Антихристова прелесть
Диакон Феодор, другой пустозерский соузник Аввакума, в приписываемом ему сочинении «О познании антихристовой прелести» называет новообрядчество «настоящей прелестью антихристова действа»: «Многообразна и всячески пестра, и колеблющая землю, и потрясающая все основания церковные, и потребляющая в душе все многоразличные боговидения».
«Антихристова прелесть» заключается не только в новых книгах и обрядах, но и в разорении Православной Церкви: «О, прелесть, понеже ты пестра! Зрим церкви стояща, церковные же развращения всюду стояща. О, прелесть, понеже ты пестра! Церковные стены созидаются, законы же ее разоряются и злохульно укоряются». По мнению Феодора, перемена «внешнего» обернулась для Церкви изменением «внутреннего» – со времен Никона она уже не Тело Христово, а «вражья прелесть, вкупе и злоба». О том же в ХХ веке писал Андре Пьетр.
Несомненно, для епископа Павла, протопопа Аввакума, диакона Феодора и инока Епифания различие между староверами и никонианами заключалось не только во «внешнем», но и во «внутреннем», в самой вере, в богословии.
Ясно осознавали это различие в вере и старообрядцы новейшего времени.
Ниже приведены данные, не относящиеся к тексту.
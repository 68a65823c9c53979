//! RocketShoes cart library.
//!
//! Client-side cart state for the storefront: add, remove, and re-quantify
//! products, validating against the remote stock service and persisting the
//! cart to a key-value store after every successful change.
//!
//! # Architecture
//!
//! - [`store::CartStore`] owns the cart and talks to its collaborators only
//!   through the traits in [`api`], [`storage`], and [`notify`]
//! - [`api::ApiClient`] is the HTTP implementation of the stock and catalog
//!   ports, with catalog responses cached via `moka`
//! - [`storage::FileStore`] persists snapshots to a JSON file on disk
//!
//! # Example
//!
//! ```rust,ignore
//! use std::sync::Arc;
//! use rocketshoes_cart::{api::ApiClient, config::CartConfig, notify::LogNotifier,
//!     storage::FileStore, store::{CartServices, CartStore}};
//!
//! let config = CartConfig::from_env()?;
//! let api = Arc::new(ApiClient::new(&config.api)?);
//! let services = CartServices {
//!     stock: api.clone(),
//!     catalog: api,
//!     storage: Arc::new(FileStore::open(&config.storage.path).await?),
//!     notifier: Arc::new(LogNotifier),
//! };
//! let mut store = CartStore::initialize(services, &config.storage.key).await;
//! store.add_product(ProductId::new(1)).await?;
//! ```

#![cfg_attr(not(test), forbid(unsafe_code))]

pub mod api;
pub mod config;
pub mod error;
pub mod notify;
pub mod storage;
pub mod store;
pub mod view;

pub use error::CartError;
pub use store::{CartServices, CartStore};
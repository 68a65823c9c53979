//! Cart configuration loaded from environment variables.
//!
//! # Environment Variables
//!
//! All variables are optional.
//!
//! - `CART_API_BASE_URL` - Inventory API base URL (default: `http://localhost:3333`)
//! - `CART_API_TOKEN` - Bearer token sent to the inventory API
//! - `CART_API_TIMEOUT_SECS` - Request timeout in seconds (default: 10)
//! - `CART_CATALOG_CACHE_TTL_SECS` - Catalog cache TTL in seconds (default: 300)
//! - `CART_CATALOG_CACHE_CAPACITY` - Catalog cache entry limit (default: 1000)
//! - `CART_STORAGE_PATH` - Key-value file location (default: `.rocketshoes/storage.json`)
//! - `CART_STORAGE_KEY` - Key holding the cart snapshot (default: `@RocketShoes:cart`)
//! - `CART_CURRENCY` - Display currency (default: BRL)
//! - `SENTRY_DSN` - Sentry error tracking DSN

use std::path::PathBuf;
use std::str::FromStr;
use std::time::Duration;

use rocketshoes_core::CurrencyCode;
use secrecy::SecretString;
use thiserror::Error;
use url::Url;

/// Storage key used by the storefront for the cart snapshot.
pub const DEFAULT_STORAGE_KEY: &str = "@RocketShoes:cart";

const DEFAULT_API_BASE_URL: &str = "http://localhost:3333";
const DEFAULT_STORAGE_PATH: &str = ".rocketshoes/storage.json";

/// Configuration errors that can occur during loading.
#[derive(Debug, Error)]
pub enum ConfigError {
    #[error("Invalid environment variable {0}: {1}")]
    InvalidEnvVar(String, String),
}

/// Cart application configuration.
#[derive(Debug, Clone)]
pub struct CartConfig {
    /// Inventory API configuration
    pub api: ApiConfig,
    /// Snapshot persistence configuration
    pub storage: StorageConfig,
    /// Currency used to render prices
    pub currency: CurrencyCode,
    /// Sentry DSN for error tracking
    pub sentry_dsn: Option<String>,
}

/// Inventory API configuration.
///
/// Implements `Debug` manually to redact the token.
#[derive(Clone)]
pub struct ApiConfig {
    /// Base URL; always ends with `/` so endpoint paths join beneath it
    pub base_url: Url,
    /// Optional bearer token
    pub token: Option<SecretString>,
    /// Per-request timeout
    pub timeout: Duration,
    /// How long catalog responses stay cached
    pub catalog_cache_ttl: Duration,
    /// Maximum number of cached catalog responses
    pub catalog_cache_capacity: u64,
}

impl std::fmt::Debug for ApiConfig {
    fn fmt(&self, f: &mut std::fmt::Formatter<'_>) -> std::fmt::Result {
        f.debug_struct("ApiConfig")
            .field("base_url", &self.base_url.as_str())
            .field("token", &self.token.as_ref().map(|_| "[REDACTED]"))
            .field("timeout", &self.timeout)
            .field("catalog_cache_ttl", &self.catalog_cache_ttl)
            .field("catalog_cache_capacity", &self.catalog_cache_capacity)
            .finish()
    }
}

/// Where and under which key the cart snapshot is stored.
#[derive(Debug, Clone)]
pub struct StorageConfig {
    pub path: PathBuf,
    pub key: String,
}

impl CartConfig {
    /// Load configuration from environment variables.
    ///
    /// Calls `dotenvy::dotenv()` to load from `.env` file if present.
    ///
    /// # Errors
    ///
    /// Returns `ConfigError` if a variable is set to an invalid value.
    pub fn from_env() -> Result<Self, ConfigError> {
        // Load .env file if present (ignore errors if not found)
        let _ = dotenvy::dotenv();
        Self::from_lookup(|key| std::env::var(key).ok())
    }

    /// Load configuration from an arbitrary variable source.
    ///
    /// # Errors
    ///
    /// Returns `ConfigError` if a variable is set to an invalid value.
    pub fn from_lookup<F>(lookup: F) -> Result<Self, ConfigError>
    where
        F: Fn(&str) -> Option<String>,
    {
        Ok(Self {
            api: ApiConfig::from_lookup(&lookup)?,
            storage: StorageConfig::from_lookup(&lookup),
            currency: parse_or_default(&lookup, "CART_CURRENCY", CurrencyCode::default())?,
            sentry_dsn: get_optional_env(&lookup, "SENTRY_DSN"),
        })
    }
}

impl ApiConfig {
    /// Configuration pointing at `base_url` with default timeouts and cache.
    ///
    /// # Errors
    ///
    /// Returns `ConfigError` if `base_url` is not an absolute URL.
    pub fn with_base_url(base_url: &str) -> Result<Self, ConfigError> {
        Ok(Self {
            base_url: parse_base_url("CART_API_BASE_URL", base_url)?,
            token: None,
            timeout: Duration::from_secs(10),
            catalog_cache_ttl: Duration::from_secs(300),
            catalog_cache_capacity: 1000,
        })
    }

    fn from_lookup<F>(lookup: &F) -> Result<Self, ConfigError>
    where
        F: Fn(&str) -> Option<String>,
    {
        let base_url = get_env_or_default(lookup, "CART_API_BASE_URL", DEFAULT_API_BASE_URL);
        Ok(Self {
            base_url: parse_base_url("CART_API_BASE_URL", &base_url)?,
            token: get_optional_env(lookup, "CART_API_TOKEN").map(SecretString::from),
            timeout: Duration::from_secs(parse_or_default(lookup, "CART_API_TIMEOUT_SECS", 10)?),
            catalog_cache_ttl: Duration::from_secs(parse_or_default(
                lookup,
                "CART_CATALOG_CACHE_TTL_SECS",
                300,
            )?),
            catalog_cache_capacity: parse_or_default(lookup, "CART_CATALOG_CACHE_CAPACITY", 1000)?,
        })
    }
}

impl StorageConfig {
    fn from_lookup<F>(lookup: &F) -> Self
    where
        F: Fn(&str) -> Option<String>,
    {
        Self {
            path: PathBuf::from(get_env_or_default(
                lookup,
                "CART_STORAGE_PATH",
                DEFAULT_STORAGE_PATH,
            )),
            key: get_env_or_default(lookup, "CART_STORAGE_KEY", DEFAULT_STORAGE_KEY),
        }
    }
}

// =============================================================================
// Helper Functions
// =============================================================================

/// Get an optional variable, treating empty values as unset.
fn get_optional_env<F>(lookup: &F, key: &str) -> Option<String>
where
    F: Fn(&str) -> Option<String>,
{
    lookup(key).filter(|v| !v.trim().is_empty())
}

/// Get a variable with a default value.
fn get_env_or_default<F>(lookup: &F, key: &str, default: &str) -> String
where
    F: Fn(&str) -> Option<String>,
{
    get_optional_env(lookup, key).unwrap_or_else(|| default.to_string())
}

/// Parse a variable, falling back to `default` when unset.
fn parse_or_default<F, T>(lookup: &F, key: &str, default: T) -> Result<T, ConfigError>
where
    F: Fn(&str) -> Option<String>,
    T: FromStr,
    T::Err: std::fmt::Display,
{
    get_optional_env(lookup, key).map_or(Ok(default), |value| {
        value
            .trim()
            .parse::<T>()
            .map_err(|e| ConfigError::InvalidEnvVar(key.to_string(), e.to_string()))
    })
}

/// Parse a base URL and make sure relative joins land beneath its path.
fn parse_base_url(key: &str, value: &str) -> Result<Url, ConfigError> {
    let mut url =
        Url::parse(value).map_err(|e| ConfigError::InvalidEnvVar(key.to_string(), e.to_string()))?;
    if url.cannot_be_a_base() {
        return Err(ConfigError::InvalidEnvVar(
            key.to_string(),
            "must be an absolute http(s) URL".to_string(),
        ));
    }
    if !url.path().ends_with('/') {
        let path = format!("{}/", url.path());
        url.set_path(&path);
    }
    Ok(url)
}
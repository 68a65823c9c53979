//! Newtype IDs for type-safe entity references.
//!
//! Use the `define_id!` macro to create type-safe ID wrappers that prevent
//! accidentally mixing IDs from different entity types.

/// Macro to define a type-safe ID wrapper.
///
/// Creates a newtype wrapper around `i32` with:
/// - `Serialize`/`Deserialize` with `#[serde(transparent)]`
/// - `Debug`, `Clone`, `Copy`, `PartialEq`, `Eq`, `Hash`, `PartialOrd`, `Ord`
/// - Conversion methods: `new()`, `as_i32()`
/// - `From<i32>` and `Into<i32>` implementations
/// - `FromStr` so IDs can be parsed from command-line arguments
///
/// # Example
///
/// ```rust
/// # use rocketshoes_core::define_id;
/// define_id!(ProductId);
/// define_id!(VariantId);
///
/// let product_id = ProductId::new(1);
/// let variant_id = VariantId::new(1);
///
/// // These are different types, so this won't compile:
/// // let _: ProductId = variant_id;
/// ```
#[macro_export]
macro_rules! define_id {
    ($name:ident) => {
        #[derive(
            Debug,
            Clone,
            Copy,
            PartialEq,
            Eq,
            Hash,
            PartialOrd,
            Ord,
            ::serde::Serialize,
            ::serde::Deserialize
        )]
        #[serde(transparent)]
        pub struct $name(i32);

        impl $name {
            /// Create a new ID from an i32 value.
            #[must_use]
            pub const fn new(id: i32) -> Self {
                Self(id)
            }

            /// Get the underlying i32 value.
            #[must_use]
            pub const fn as_i32(&self) -> i32 {
                self.0
            }
        }

        impl ::core::fmt::Display for $name {
            fn fmt(&self, f: &mut ::core::fmt::Formatter<'_>) -> ::core::fmt::Result {
                write!(f, "{}", self.0)
            }
        }

        impl ::core::str::FromStr for $name {
            type Err = ::core::num::ParseIntError;

            fn from_str(s: &str) -> ::core::result::Result<Self, Self::Err> {
                s.trim().parse::<i32>().map(Self)
            }
        }

        impl From<i32> for $name {
            fn from(id: i32) -> Self {
                Self(id)
            }
        }

        impl From<$name> for i32 {
            fn from(id: $name) -> Self {
                id.0
            }
        }
    };
}

define_id!(ProductId);
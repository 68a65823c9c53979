//! Inventory API ports and HTTP client.
//!
//! # Architecture
//!
//! - [`StockService`] and [`ProductCatalog`] are the seams the cart store
//!   depends on; tests plug in fakes, production uses [`ApiClient`]
//! - The inventory API is the source of truth - stock is never cached
//! - Catalog responses are cached via `moka` (configurable TTL)
//!
//! # Endpoints
//!
//! - `GET {base}/stock/{id}` → `{ "id", "amount" }`
//! - `GET {base}/products/{id}` → `{ "id", "title", "price", "image" }`

mod client;

pub use client::ApiClient;

use async_trait::async_trait;
use rocketshoes_core::{Product, ProductId, StockRecord};
use thiserror::Error;

/// Errors that can occur when talking to the inventory API.
#[derive(Debug, Error)]
pub enum ApiError {
    /// HTTP request failed.
    #[error("HTTP error: {0}")]
    Http(#[from] reqwest::Error),

    /// Server answered with a non-success status.
    #[error("HTTP {status}: {body}")]
    Status { status: u16, body: String },

    /// JSON parsing failed.
    #[error("JSON parse error: {0}")]
    Parse(#[from] serde_json::Error),

    /// Endpoint URL could not be built.
    #[error("Invalid URL: {0}")]
    Url(#[from] url::ParseError),

    /// Resource not found.
    #[error("Not found: {0}")]
    NotFound(String),

    /// Rate limited by the API.
    #[error("Rate limited, retry after {0} seconds")]
    RateLimited(u64),
}

/// Source of truth for available units.
#[async_trait]
pub trait StockService: Send + Sync {
    /// Fetch the stock record for a product; `None` when the API has none.
    async fn stock(&self, product_id: ProductId) -> Result<Option<StockRecord>, ApiError>;
}

/// Source of product display metadata.
#[async_trait]
pub trait ProductCatalog: Send + Sync {
    /// Fetch a product.
    ///
    /// Returns [`ApiError::NotFound`] when the catalog has no such product.
    async fn product(&self, product_id: ProductId) -> Result<Product, ApiError>;
}

#[cfg(test)]
mod tests {
    use super::*;

    #[test]
    fn test_api_error_display() {
        let err = ApiError::NotFound("product 3".to_string());
        assert_eq!(err.to_string(), "Not found: product 3");

        let err = ApiError::Status {
            status: 502,
            body: "Bad Gateway".to_string(),
        };
        assert_eq!(err.to_string(), "HTTP 502: Bad Gateway");
    }

    #[test]
    fn test_rate_limited_error() {
        let err = ApiError::RateLimited(60);
        assert_eq!(err.to_string(), "Rate limited, retry after 60 seconds");
    }
}
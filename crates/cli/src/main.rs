//! RocketShoes cart CLI.
//!
//! # Usage
//!
//! ```bash
//! # Show the cart
//! rs-cart show
//!
//! # Add one unit of a product
//! rs-cart add 1
//!
//! # Set a product's quantity
//! rs-cart update 1 3
//!
//! # Remove a product
//! rs-cart remove 1
//! ```
//!
//! # Commands
//!
//! - `show` - Print the cart (`--json` for machine-readable output)
//! - `add` - Add one unit of a product, validated against stock
//! - `remove` - Remove a product from the cart
//! - `update` - Set a product's quantity, validated against stock
//!
//! Configuration comes from the environment (see `rocketshoes_cart::config`).

#![cfg_attr(not(test), forbid(unsafe_code))]

use clap::{Parser, Subcommand};
use rocketshoes_cart::config::CartConfig;
use rocketshoes_core::ProductId;
use sentry::integrations::tracing as sentry_tracing;
use tracing_subscriber::{layer::SubscriberExt, util::SubscriberInitExt};

mod commands;

#[derive(Parser)]
#[command(name = "rs-cart")]
#[command(author, version, about = "RocketShoes cart tools")]
struct Cli {
    #[command(subcommand)]
    command: Commands,
}

#[derive(Subcommand)]
enum Commands {
    /// Print the cart
    Show {
        /// Print JSON instead of a table
        #[arg(long)]
        json: bool,
    },
    /// Add one unit of a product
    Add {
        /// Product ID
        product_id: ProductId,
    },
    /// Remove a product from the cart
    Remove {
        /// Product ID
        product_id: ProductId,
    },
    /// Set the quantity of a product already in the cart
    Update {
        /// Product ID
        product_id: ProductId,

        /// New quantity (values <= 0 are ignored)
        #[arg(allow_negative_numbers = true)]
        amount: i64,
    },
}

/// Initialize Sentry error tracking and return guard that must be kept alive.
fn init_sentry(config: &CartConfig) -> Option<sentry::ClientInitGuard> {
    let dsn = config.sentry_dsn.as_ref()?;

    let guard = sentry::init((
        dsn.as_str(),
        sentry::ClientOptions {
            release: sentry::release_name!(),
            attach_stacktrace: true,
            ..Default::default()
        },
    ));

    Some(guard)
}

/// Filter tracing events to Sentry event types.
fn sentry_event_filter(metadata: &tracing::Metadata<'_>) -> sentry_tracing::EventFilter {
    match *metadata.level() {
        tracing::Level::ERROR | tracing::Level::WARN => sentry_tracing::EventFilter::Event,
        tracing::Level::INFO | tracing::Level::DEBUG => sentry_tracing::EventFilter::Breadcrumb,
        _ => sentry_tracing::EventFilter::Ignore,
    }
}

fn init_tracing() {
    // Defaults to info level for our crates if RUST_LOG is not set
    let env_filter = tracing_subscriber::EnvFilter::try_from_default_env()
        .unwrap_or_else(|_| "rocketshoes_cart=info,rs_cart=info".into());

    tracing_subscriber::registry()
        .with(env_filter)
        .with(tracing_subscriber::fmt::layer().with_writer(std::io::stderr))
        .with(sentry_tracing::layer().event_filter(sentry_event_filter))
        .init();
}

#[tokio::main]
async fn main() {
    let cli = Cli::parse();

    // Configuration is needed before tracing so Sentry can be initialized first
    let config = match CartConfig::from_env() {
        Ok(config) => config,
        Err(e) => {
            init_tracing();
            tracing::error!("Invalid configuration: {e}");
            std::process::exit(2);
        }
    };

    let _sentry_guard = init_sentry(&config);
    init_tracing();

    if let Err(e) = run(cli, &config).await {
        if e.already_reported() {
            tracing::debug!("Command failed: {e}");
        } else {
            tracing::error!("Command failed: {e}");
        }
        std::process::exit(1);
    }
}

async fn run(cli: Cli, config: &CartConfig) -> Result<(), commands::CommandError> {
    let mut store = commands::open_store(config).await?;

    match cli.command {
        Commands::Show { json } => return commands::cart::show(&store, config.currency, json),
        Commands::Add { product_id } => commands::cart::add(&mut store, product_id).await?,
        Commands::Remove { product_id } => commands::cart::remove(&mut store, product_id).await?,
        Commands::Update { product_id, amount } => {
            commands::cart::update(&mut store, product_id, amount).await?;
        }
    }

    commands::cart::show(&store, config.currency, false)
}
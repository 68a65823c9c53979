//! Integration test support for the RocketShoes cart.
//!
//! # Running Tests
//!
//! ```bash
//! cargo test -p rocketshoes-integration-tests
//! ```
//!
//! The tests need no external services: [`FakeInventory`] serves the
//! inventory API (`/stock/{id}`, `/products/{id}`) from an in-process axum
//! router bound to an ephemeral localhost port.

#![cfg_attr(not(test), forbid(unsafe_code))]

use std::collections::HashMap;
use std::net::SocketAddr;
use std::sync::atomic::{AtomicBool, AtomicUsize, Ordering};
use std::sync::{Arc, Mutex, PoisonError};

use axum::extract::{Path, State};
use axum::http::{HeaderMap, StatusCode, header};
use axum::response::{IntoResponse, Response};
use axum::routing::get;
use axum::{Json, Router};
use rocketshoes_core::{Product, ProductId, StockRecord};
use rust_decimal::Decimal;
use serde_json::json;
use tokio::task::JoinHandle;

/// Shared state behind the fake inventory API.
#[derive(Default)]
struct InventoryState {
    stock: Mutex<HashMap<i32, u32>>,
    products: Mutex<HashMap<i32, Product>>,
    token: Mutex<Option<String>>,
    failing: AtomicBool,
    rate_limited: AtomicBool,
    stock_requests: AtomicUsize,
    product_requests: AtomicUsize,
}

impl InventoryState {
    fn authorized(&self, headers: &HeaderMap) -> bool {
        let expected = self
            .token
            .lock()
            .unwrap_or_else(PoisonError::into_inner)
            .clone();
        expected.is_none_or(|token| {
            headers
                .get(header::AUTHORIZATION)
                .and_then(|v| v.to_str().ok())
                == Some(format!("Bearer {token}").as_str())
        })
    }

    /// Response for failure modes shared by every endpoint.
    fn failure(&self, headers: &HeaderMap) -> Option<Response> {
        if !self.authorized(headers) {
            return Some((StatusCode::UNAUTHORIZED, "missing token").into_response());
        }
        if self.rate_limited.load(Ordering::SeqCst) {
            return Some(
                (
                    StatusCode::TOO_MANY_REQUESTS,
                    [(header::RETRY_AFTER, "7")],
                    "slow down",
                )
                    .into_response(),
            );
        }
        if self.failing.load(Ordering::SeqCst) {
            return Some((StatusCode::INTERNAL_SERVER_ERROR, "boom").into_response());
        }
        None
    }
}

/// An inventory API running on localhost for the duration of a test.
pub struct FakeInventory {
    state: Arc<InventoryState>,
    addr: SocketAddr,
    task: JoinHandle<()>,
}

impl FakeInventory {
    /// Bind an ephemeral port and start serving.
    ///
    /// # Panics
    ///
    /// Panics if the listener cannot be bound.
    #[allow(clippy::expect_used)]
    pub async fn start() -> Self {
        let state = Arc::new(InventoryState::default());

        let app = Router::new()
            .route("/stock/{id}", get(stock))
            .route("/products/{id}", get(product))
            .with_state(state.clone());

        let listener = tokio::net::TcpListener::bind("127.0.0.1:0")
            .await
            .expect("Failed to bind fake inventory listener");
        let addr = listener
            .local_addr()
            .expect("Failed to read fake inventory address");

        let task = tokio::spawn(async move {
            let _ = axum::serve(listener, app).await;
        });

        Self { state, addr, task }
    }

    /// Base URL to point the cart's API client at.
    #[must_use]
    pub fn base_url(&self) -> String {
        format!("http://{}", self.addr)
    }

    /// Set the available units for a product.
    pub fn set_stock(&self, id: i32, amount: u32) {
        self.state
            .stock
            .lock()
            .unwrap_or_else(PoisonError::into_inner)
            .insert(id, amount);
    }

    /// Register a catalog product priced at `cents / 100`.
    pub fn add_product(&self, id: i32, title: &str, cents: i64) {
        let product = Product {
            id: ProductId::new(id),
            title: title.to_string(),
            price: Decimal::new(cents, 2),
            image_url: format!("https://cdn.rocketshoes.test/{id}.jpg"),
        };
        self.state
            .products
            .lock()
            .unwrap_or_else(PoisonError::into_inner)
            .insert(id, product);
    }

    /// Require `Authorization: Bearer <token>` on every request.
    pub fn require_token(&self, token: &str) {
        *self
            .state
            .token
            .lock()
            .unwrap_or_else(PoisonError::into_inner) = Some(token.to_string());
    }

    /// Answer every request with HTTP 500.
    pub fn set_failing(&self, failing: bool) {
        self.state.failing.store(failing, Ordering::SeqCst);
    }

    /// Answer every request with HTTP 429 and `Retry-After: 7`.
    pub fn set_rate_limited(&self, limited: bool) {
        self.state.rate_limited.store(limited, Ordering::SeqCst);
    }

    #[must_use]
    pub fn stock_requests(&self) -> usize {
        self.state.stock_requests.load(Ordering::SeqCst)
    }

    #[must_use]
    pub fn product_requests(&self) -> usize {
        self.state.product_requests.load(Ordering::SeqCst)
    }
}

impl Drop for FakeInventory {
    fn drop(&mut self) {
        self.task.abort();
    }
}

async fn stock(
    State(state): State<Arc<InventoryState>>,
    Path(id): Path<i32>,
    headers: HeaderMap,
) -> Response {
    state.stock_requests.fetch_add(1, Ordering::SeqCst);
    if let Some(response) = state.failure(&headers) {
        return response;
    }

    let amount = state
        .stock
        .lock()
        .unwrap_or_else(PoisonError::into_inner)
        .get(&id)
        .copied();
    match amount {
        Some(amount) => Json(StockRecord::new(ProductId::new(id), amount)).into_response(),
        None => (StatusCode::NOT_FOUND, Json(json!({}))).into_response(),
    }
}

async fn product(
    State(state): State<Arc<InventoryState>>,
    Path(id): Path<i32>,
    headers: HeaderMap,
) -> Response {
    state.product_requests.fetch_add(1, Ordering::SeqCst);
    if let Some(response) = state.failure(&headers) {
        return response;
    }

    let product = state
        .products
        .lock()
        .unwrap_or_else(PoisonError::into_inner)
        .get(&id)
        .cloned();
    match product {
        // Serve prices as JSON numbers, the way the storefront's API does
        Some(p) => Json(json!({
            "id": p.id,
            "title": p.title,
            "price": p.price.to_string().parse::<f64>().unwrap_or_default(),
            "image": p.image_url,
        }))
        .into_response(),
        None => (StatusCode::NOT_FOUND, Json(json!({}))).into_response(),
    }
}
//! Unified error handling for cart operations.
//!
//! Every operation on [`CartStore`](crate::store::CartStore) returns
//! `Result<(), CartError>` and also turns the error into exactly one
//! user-facing notice via [`CartError::user_message`].

use rocketshoes_core::{CartInvariantError, ProductId};
use thiserror::Error;

use crate::api::ApiError;
use crate::storage::StorageError;

/// Message shown whenever a requested quantity exceeds stock.
pub const OUT_OF_STOCK_MESSAGE: &str = "Requested quantity out of stock";

/// The cart operation an error happened in.
#[derive(Debug, Clone, Copy, PartialEq, Eq)]
pub enum CartOperation {
    Add,
    Remove,
    UpdateAmount,
}

impl CartOperation {
    /// Generic failure message for this operation.
    #[must_use]
    pub const fn failure_message(self) -> &'static str {
        match self {
            Self::Add => "Error adding product to cart",
            Self::Remove => "Error removing product",
            Self::UpdateAmount => "Error changing product quantity",
        }
    }

    #[must_use]
    pub const fn as_str(self) -> &'static str {
        match self {
            Self::Add => "add_product",
            Self::Remove => "remove_product",
            Self::UpdateAmount => "update_product_amount",
        }
    }
}

/// Cart operation error.
#[derive(Debug, Error)]
pub enum CartError {
    /// The stock service has no units of the product.
    #[error("No stock record for product {0}")]
    StockNotFound(ProductId),

    /// Requested quantity exceeds available stock.
    #[error("Product {product_id}: requested {requested}, only {available} in stock")]
    OutOfStock {
        product_id: ProductId,
        requested: u64,
        available: u32,
    },

    /// The product is not in the cart.
    #[error("Product {0} is not in the cart")]
    EntryNotFound(ProductId),

    /// Inventory API failure.
    #[error("Inventory API error: {0}")]
    Api(#[from] ApiError),

    /// Persisting the cart failed.
    #[error("Storage error: {0}")]
    Storage(#[from] StorageError),

    /// Encoding the cart snapshot failed.
    #[error("Snapshot error: {0}")]
    Snapshot(#[from] serde_json::Error),

    /// A mutation would have broken a cart invariant.
    #[error("Cart invariant violated: {0}")]
    Invariant(#[from] CartInvariantError),
}

impl CartError {
    /// Whether this is a stock-limit rejection rather than a failure.
    #[must_use]
    pub const fn is_out_of_stock(&self) -> bool {
        matches!(self, Self::OutOfStock { .. })
    }

    /// Text shown to the user when `operation` fails with this error.
    ///
    /// Stock-limit rejections share one message; anything else collapses to
    /// the operation's generic failure message.
    #[must_use]
    pub const fn user_message(&self, operation: CartOperation) -> &'static str {
        if self.is_out_of_stock() {
            OUT_OF_STOCK_MESSAGE
        } else {
            operation.failure_message()
        }
    }
}
//! Cart commands.
//!
//! Each command opens the cart from the configured storage file, performs
//! one operation against the inventory API, and prints the resulting cart.

pub mod cart;

use std::sync::Arc;

use rocketshoes_cart::api::{ApiClient, ApiError};
use rocketshoes_cart::config::CartConfig;
use rocketshoes_cart::notify::LogNotifier;
use rocketshoes_cart::storage::{FileStore, StorageError};
use rocketshoes_cart::{CartError, CartServices, CartStore};
use thiserror::Error;

/// Errors that can occur while running a command.
#[derive(Debug, Error)]
pub enum CommandError {
    /// Inventory API client could not be built.
    #[error("Inventory API client error: {0}")]
    Api(#[from] ApiError),

    /// Storage file could not be opened.
    #[error("Storage error: {0}")]
    Storage(#[from] StorageError),

    /// The cart operation failed.
    #[error("{0}")]
    Cart(#[from] CartError),

    /// Output could not be rendered.
    #[error("Output error: {0}")]
    Output(#[from] serde_json::Error),
}

impl CommandError {
    /// Cart failures have already been logged and notified by the store.
    #[must_use]
    pub const fn already_reported(&self) -> bool {
        matches!(self, Self::Cart(_))
    }
}

/// Build a cart store wired to the inventory API and the storage file.
///
/// # Errors
///
/// Returns an error if the HTTP client cannot be built or the storage file
/// cannot be opened.
pub async fn open_store(config: &CartConfig) -> Result<CartStore, CommandError> {
    let api = Arc::new(ApiClient::new(&config.api)?);
    let storage = FileStore::open(&config.storage.path).await?;
    tracing::debug!(
        api = %api.base_url(),
        storage = %storage.path().display(),
        "Opening cart"
    );

    let services = CartServices {
        stock: api.clone(),
        catalog: api,
        storage: Arc::new(storage),
        notifier: Arc::new(LogNotifier),
    };

    Ok(CartStore::initialize(services, config.storage.key.clone()).await)
}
Когда официальная пропаганда называла их «раскольниками» – людьми, отпавшими от Церкви, они оправдывались, утверждая, что никогда не отступали от истинной Церкви и истинной веры. Например, начетчик Иустин Картушин (1837–1915), ставший впоследствии старообрядческим архиепископом Иоанном, писал об этом: «Раскаиваться нам перед новообрядцами не в чем. И сообщаться с ними нельзя до тех пор, пока они не сделаются такими же, как и мы. Потому что со Святою Церковью мы никогда не разделялись, но всецело в ней пребываем и един устав и предание ее исполняем неуклонно, ибо с Церковью разделяются не местом и временем, а учением. Мы отделились не от Церкви, а от проклинавших непроклинаемое епископов. Но разделяться с такими повелевают святые правила». Признаком истинности староверия Картушин считал не только «внешнее» (устав и предание), но и «внутреннее» – единство в вероучении с дораскольной Русской Церковью.
О неизменности «внешнего» и «внутреннего» – церковного обряда и православного богословия рассуждал епископ Михаил: «Говорят, что обряд устарел, обветшал. Допустим на минуту. Но и тогда он свят, как мертвое тело покойной матери, которое мы целуем не с меньшей нежностью, чем живое… Но мог ли устареть и умереть обряд в самом деле? Конечно, нет. Его душа вечно жива. Разве только мы можем умереть для обряда».
Таким образом, для староверов обряд, неразрывно соединенный с вероучением, был вечно новым и вечно живым символом истинности русского православия, безошибочности отечественной истории и богоизбранности нового Израиля – Московского царства.